Thickness of the core in this 4-layer stack-up is HUGE (about 1mm, like in most 4-layer stack-ups). I think that's the reason that capacitor placement appears to be more important than connection style. I would definitely reduce the distance between power and ground plane to something like 0,1mm. That is more of a "real world" value for boards where one really cares about PDN impedance.
I think this is not necessarily true. Some designs us 0.1mm, many 0.2mm-0.4mm and there are also still a lot of 4 layer PCB's
We may try different stackup in some of the other simulations.
Thank you, Robert, for this very very interesting video.
Thanks for the interesting work! I'm waiting for measurements on the pcb )
Another great video in the decoupling series. As I understand it, local decoupling (10n - 100n) needs to be at the pins, but bulk decoupling (1uF and above) just needs to be connected on the planes. It would be good to add these to your test PCB, also. It is not clear from your excellent plots how the frequency of the ESR notch is affected by the different connection types. Does this matter?
Another test would be what effect does putting the decoupling capacitor AFTER the output pins have, compared to having it BEFORE the output pins? Your test PCB from part 1 has the local decoupling after the CPU power pins, but the common advice is to make the PDN track go to the capacitor and then to the device power pins. Does this really matter?
Keep up the great work. Look forward to further involvement from Steve, Eric, and Rick!
Please build and test the PCB. Theory is important, but real measurements confirm the simulator's predictions.
P.S. I think there is more to learn about the ferrite beads from part 3.
I think thin traces with no vias achieved such a good result because You minimized prasitic inductance from vias. but when You do place one via, its better to have multiple in "parallel" because connecting inductors in parallel effectively decreases their inductance, and vias are basically small inductors.
An interesting test would be to simulate just 1 capacitor right next to the output pins on the same layer directly connected.
Is there a difference if you place 1 capacitor close to output pins, or 1 capacitor close to power pins, or 8 capacitors between? I miss this comparison in your simulations. btw. nice video ;)

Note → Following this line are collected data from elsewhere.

//! Mount configuration: defaults, then an optional JSON file, then flags.

use std::fs;
use std::path::Path;
use std::time::Duration;

use anyhow::{Context, Result};
use clap::Args;
use rusty_s3fs_storage::StorageSettings;
use rusty_s3fs_vfs::{RangeCacheOptions, VfsOptions};
use serde::{Deserialize, Serialize};

/// Everything needed to build a client and an engine.
#[derive(Debug, Clone, Default, Serialize, Deserialize)]
#[serde(default)]
pub struct MountConfig {
    pub storage: StorageSettings,
    pub vfs: VfsOptions,
}

/// Command-line settings that override the config file.
#[derive(Debug, Clone, Default, Args)]
pub struct Overrides {
    /// AWS region of the bucket
    #[arg(long, env = "AWS_REGION")]
    pub region: Option<String>,

    /// Custom S3-compatible endpoint URL
    #[arg(long, env = "S3FS_ENDPOINT")]
    pub endpoint: Option<String>,

    /// Maximum concurrent backend connections
    #[arg(long)]
    pub max_connections: Option<usize>,

    /// Bytes per buffer block
    #[arg(long)]
    pub block_size: Option<usize>,

    /// Bytes fetched ahead of the furthest read
    #[arg(long)]
    pub read_ahead_size: Option<u64>,

    /// Idle time before a block already read past is dropped
    #[arg(long)]
    pub buffer_timeout_ms: Option<u64>,

    /// Idle time before a stream is closed
    #[arg(long)]
    pub stream_idle_timeout_secs: Option<u64>,

    /// Longest a read waits for its bytes
    #[arg(long)]
    pub read_wait_timeout_secs: Option<u64>,

    /// Byte budget of the range cache
    #[arg(long)]
    pub range_cache_max_bytes: Option<u64>,

    /// Turn off the range cache
    #[arg(long)]
    pub no_range_cache: bool,
}

impl MountConfig {
    /// Read a JSON config file. Missing fields take their defaults.
    ///
    /// # Arguments
    /// * `path` - Path to the JSON file
    pub fn load(path: &Path) -> Result<Self> {
        let text: String = fs::read_to_string(path)
            .with_context(|| format!("reading config file {}", path.display()))?;
        serde_json::from_str(&text)
            .with_context(|| format!("parsing config file {}", path.display()))
    }

    /// Defaults, overlaid by `path` when given, overlaid by `overrides`.
    pub fn resolve(path: Option<&Path>, overrides: &Overrides) -> Result<Self> {
        let mut config: MountConfig = match path {
            Some(p) => Self::load(p)?,
            None => Self::default(),
        };
        config.apply(overrides);
        config.vfs.validate().context("invalid engine options")?;
        Ok(config)
    }

    /// Overlay the flags that were set.
    pub fn apply(&mut self, overrides: &Overrides) {
        if let Some(ref region) = overrides.region {
            self.storage.region = region.clone();
        }
        if let Some(ref endpoint) = overrides.endpoint {
            self.storage.endpoint = Some(endpoint.clone());
        }
        if let Some(n) = overrides.max_connections {
            self.storage.max_connections = n;
        }

        let stream = &mut self.vfs.stream;
        if let Some(size) = overrides.block_size {
            stream.block_size = size;
        }
        if let Some(size) = overrides.read_ahead_size {
            stream.read_ahead_size = size;
        }
        if let Some(ms) = overrides.buffer_timeout_ms {
            stream.buffer_timeout_ms = ms;
        }
        if let Some(secs) = overrides.read_wait_timeout_secs {
            stream.read_wait_timeout_ms = Duration::from_secs(secs).as_millis() as u64;
        }
        if let Some(secs) = overrides.stream_idle_timeout_secs {
            self.vfs.pool.idle_timeout_ms = Duration::from_secs(secs).as_millis() as u64;
        }

        if let Some(bytes) = overrides.range_cache_max_bytes {
            self.vfs.range_cache.max_bytes = bytes;
        }
        if overrides.no_range_cache {
            self.vfs.range_cache = RangeCacheOptions {
                enabled: false,
                ..self.vfs.range_cache.clone()
            };
        }
    }
}
//! AWS SDK S3 backend for rusty-s3fs storage.
//!
//! This crate provides a `StorageClient` implementation using the AWS SDK for Rust.
//! It supports the three operations the read engine needs: HEAD requests,
//! ranged GET streams, and delimited listings.
//!
//! # Example
//!
//! ```ignore
//! use rusty_s3fs_storage_crt::CrtStorageClient;
//! use rusty_s3fs_storage::{ByteRange, StorageClient, StorageSettings};
//!
//! let settings = StorageSettings::default().with_region("eu-west-1");
//! let client = CrtStorageClient::new(settings).await?;
//! let mut stream = client
//!     .open_range_stream("my-bucket", "videos/a.mp4", ByteRange::from_offset(0))
//!     .await?;
//! ```

mod client;
mod error;

pub use client::CrtStorageClient;
pub use error::CrtError;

Hi Juraj, From a class attended with Prof. Todd Hubing, he mentioned this aspect. You have to consider where is the power and gnd plane to decide where to place the cap. You have to think about the current flow path and consider which plane needs decoupling more (quite often the farthest plane in the stackup is where you place the decoupling cap). A usual stackup is sig, gnd,pwr,sig (im not recommending this stackup, just for eg). In this case, I would place the decoupling cap close to the power pin.
Thank you Juraj. I could try that next time. Making a note.
Very good and interesting video Robert! Great work!
Thank you Carsten
Hi Robert,
Indepth explanation. Awaiting for the real time result, I curious about know simulation tools are how close to reality!.
Jebin
Great video! It would be interesting to know how
thermal relief affects PDN.
How big is the difference between a direct connection and
through thermal relief.
As I mentioned above it depends on how big the relief is, but in general the relieve is not very significant compared to the via
Hi Robert, I think your results do make sense because of your stack up - GND and PWR are >1mm apart. Signal through the same layer traces will have less inductance/impedance than through the vias.
I would be interested to see the same simulation on closely spaced power planes (
Great video by the way.
Thanks Robert .. very interesting as always
Big thumbs up for this video, but the parallel power and ground planes on every layer are contrary to what one of your previous experts, Eric Bogatin, advocates, which is alternating power and ground planes on the PCB to minimize EMI. Would like to hear his take on this...
Re: 23:38 - the two parallel lines create another capacitor - two conductors with a dielectric between them, so it makes sense that the results are better.
Very cool. I wonder if this means that QFP / QFN parts would have an advantage over BGA devices, since it could be practical to connect the decoupling capacitors to the pins directly without vias. Although, it's likely that the reduction in inductance from the BGAs would have a larger impact.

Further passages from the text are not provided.